Artists from Iceland at CHART 2024

The Nordic Art Fair CHART will take place from 29 August — 01 September, with a VIP preview on 29 August, at Charlottenborg in the heart of Copenhagen by Kongens Nytorv. Three Icelandic galleries will take part in the art fair along with many artists. CHART 2024 will focus on bringing established, internationally-renowned artists in the Nordics, together with the next generation of rising stars. BERG Contemporary presents two artists of different generations and media, John Zurier and Þórdís Erla Zoëga. i8’s presentation at Chart 2024 features artworks by established artists associated with the gallery’s history. The exhibition showcases important works from each artist’s respective practice spanning several decades, as well as more recent creations.

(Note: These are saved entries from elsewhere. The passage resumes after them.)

use clap::Parser;
use std::{path::PathBuf, process::ExitCode};

use robo3dgs::{
    colmap::ProcessExecutor,
    config::Robo3dgsConfig,
    driver::{Driver, DriverOptions, TrainingOutcome},
};

/// Prepare an experiment with COLMAP and train Gaussian Splatting on it.
#[derive(Parser)]
#[command(version)]
struct Args {
    /// the experiment directory holding `input/` and the manual pose set
    #[arg(short, long = "source_path", visible_alias = "source-path")]
    source_path: PathBuf,

    /// estimate the poses with COLMAP instead of using the manual pose set
    #[arg(long = "use_original", visible_aliases = ["use-original", "ignore-known-poses"])]
    use_original: bool,

    /// train on an already preprocessed experiment
    #[arg(long)]
    skip_preprocessing: bool,

    /// JSON file with the tool settings
    #[arg(long)]
    config: Option<PathBuf>,
}

fn run(args: Args) -> Result<(), Box<dyn std::error::Error>> {
    let config = Robo3dgsConfig::load(args.config.as_deref())?;

    let options = DriverOptions {
        source_path: args.source_path,
        use_original: args.use_original,
        skip_preprocessing: args.skip_preprocessing,
    };

    let report = Driver::new(config).run(&options, &mut ProcessExecutor)?;

    if let TrainingOutcome::Terminated(status) = report.training {
        log::warn!(
            "training ended with {}, partial results are in {}",
            status,
            report.layout.root().display()
        );
    }

    Ok(())
}

fn main() -> ExitCode {
    env_logger::Builder::from_env(env_logger::Env::default().default_filter_or("info")).init();

    match run(Args::parse()) {
        Ok(()) => ExitCode::SUCCESS,
        Err(e) => {
            log::error!("{e}");
            ExitCode::FAILURE
        }
    }
}

#[cfg(test)]
mod tests {
    use clap::{CommandFactory, Parser};

    use super::Args;

    #[test]
    fn command_is_valid() {
        Args::command().debug_assert();
    }

    #[test]
    fn manual_poses_by_default() -> Result<(), clap::Error> {
        let args = Args::try_parse_from(["robo3dgs", "-s", "experiment"])?;
        assert_eq!(args.source_path.to_str(), Some("experiment"));
        assert!(!args.use_original);
        assert!(!args.skip_preprocessing);
        assert!(args.config.is_none());
        Ok(())
    }

    #[test]
    fn source_path_spellings() -> Result<(), clap::Error> {
        for flag in ["--source_path", "--source-path"] {
            let args = Args::try_parse_from(["robo3dgs", flag, "experiment"])?;
            assert_eq!(args.source_path.to_str(), Some("experiment"));
        }
        assert!(Args::try_parse_from(["robo3dgs"]).is_err());
        Ok(())
    }

    #[test]
    fn use_original_aliases() -> Result<(), clap::Error> {
        for flag in ["--use_original", "--use-original", "--ignore-known-poses"] {
            let args = Args::try_parse_from(["robo3dgs", "-s", "experiment", flag])?;
            assert!(args.use_original, "{flag}");
        }
        Ok(())
    }

    #[test]
    fn skip_preprocessing_spelling() -> Result<(), clap::Error> {
        let args = Args::try_parse_from(["robo3dgs", "-s", "e", "--skip-preprocessing"])?;
        assert!(args.skip_preprocessing);

        let err = Args::try_parse_from(["robo3dgs", "-s", "e", "--sikp-preprocessing"]);
        assert!(err.is_err());
        Ok(())
    }
}
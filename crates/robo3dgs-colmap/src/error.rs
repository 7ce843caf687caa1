use std::path::PathBuf;

use crate::{
    executor::StageStatus,
    pipeline::{PipelineState, Stage, StageEvent},
};

/// Errors raised while inspecting or preparing an experiment directory.
#[derive(Debug, thiserror::Error)]
pub enum LayoutError {
    /// The experiment root does not exist or is not a directory.
    #[error("experiment directory does not exist: {0}")]
    MissingRoot(PathBuf),

    /// The experiment already holds reconstruction state.
    #[error(
        "experiment directory {root} is not clean, remove {} before preprocessing",
        list_paths(.entries)
    )]
    NotClean {
        /// The experiment root.
        root: PathBuf,
        /// The entries that should not exist yet.
        entries: Vec<PathBuf>,
    },

    /// Neither `manual/` nor `config/` holds the known pose set.
    #[error("no manual pose directory found, expected {0}")]
    MissingPoseSet(PathBuf),

    /// A file of the manual pose set is missing.
    #[error("manual pose file is missing: {0}")]
    MissingPoseFile(PathBuf),

    /// Error reading or writing the file system.
    #[error("error reading or writing the experiment directory. {0}")]
    IoError(#[from] std::io::Error),
}

fn list_paths(paths: &[PathBuf]) -> String {
    paths
        .iter()
        .map(|p| p.display().to_string())
        .collect::<Vec<_>>()
        .join(", ")
}

/// Errors raised while running the external pipeline.
#[derive(Debug, thiserror::Error)]
pub enum PipelineError {
    /// The experiment directory violates a precondition.
    #[error(transparent)]
    Layout(#[from] LayoutError),

    /// The external program could not be started.
    #[error("failed to start `{program}`. {source}")]
    Spawn {
        /// The program that was invoked.
        program: String,
        /// The underlying error.
        #[source]
        source: std::io::Error,
    },

    /// A stage finished with a non-zero exit status.
    #[error("{stage} failed with {status}")]
    StageFailed {
        /// The failed stage.
        stage: Stage,
        /// Exit status reported by the external tool.
        status: StageStatus,
    },

    /// The state machine received an event it has no transition for.
    #[error("no transition from {state:?} on {event:?}")]
    InvalidTransition {
        /// Current state.
        state: PipelineState,
        /// Offending event.
        event: StageEvent,
    },

    /// Error reading or writing the file system.
    #[error("error reading or writing file. {0}")]
    IoError(#[from] std::io::Error),
}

The artists are Birgir Andrésson, Ingólfur Arnarsson, Ólafur Elíasson, Hreinn Friðfinnsson, Kristján Guðmundsson, Sigurður Guðmundsson, Roni Horn, Callum Innes, Ragnar Kjartansson, Ragna Róbertsdóttir, Karin Sander, Lawrence Weiner. The art fair partners with Louisiana Channel and screens a number of video interviews recorded with artists exhibiting at CHART 2024, such as Ragnar Kjartansson, Roni Horn, Karin Sander and Sigurður Guðmundsson. Þula will exhibit a duo presentation by two artists: Áslaug Íris Katrín Friðjónsdóttir and Davíð Örn Halldórsson. Both artists approach their work with fluent abstract forms.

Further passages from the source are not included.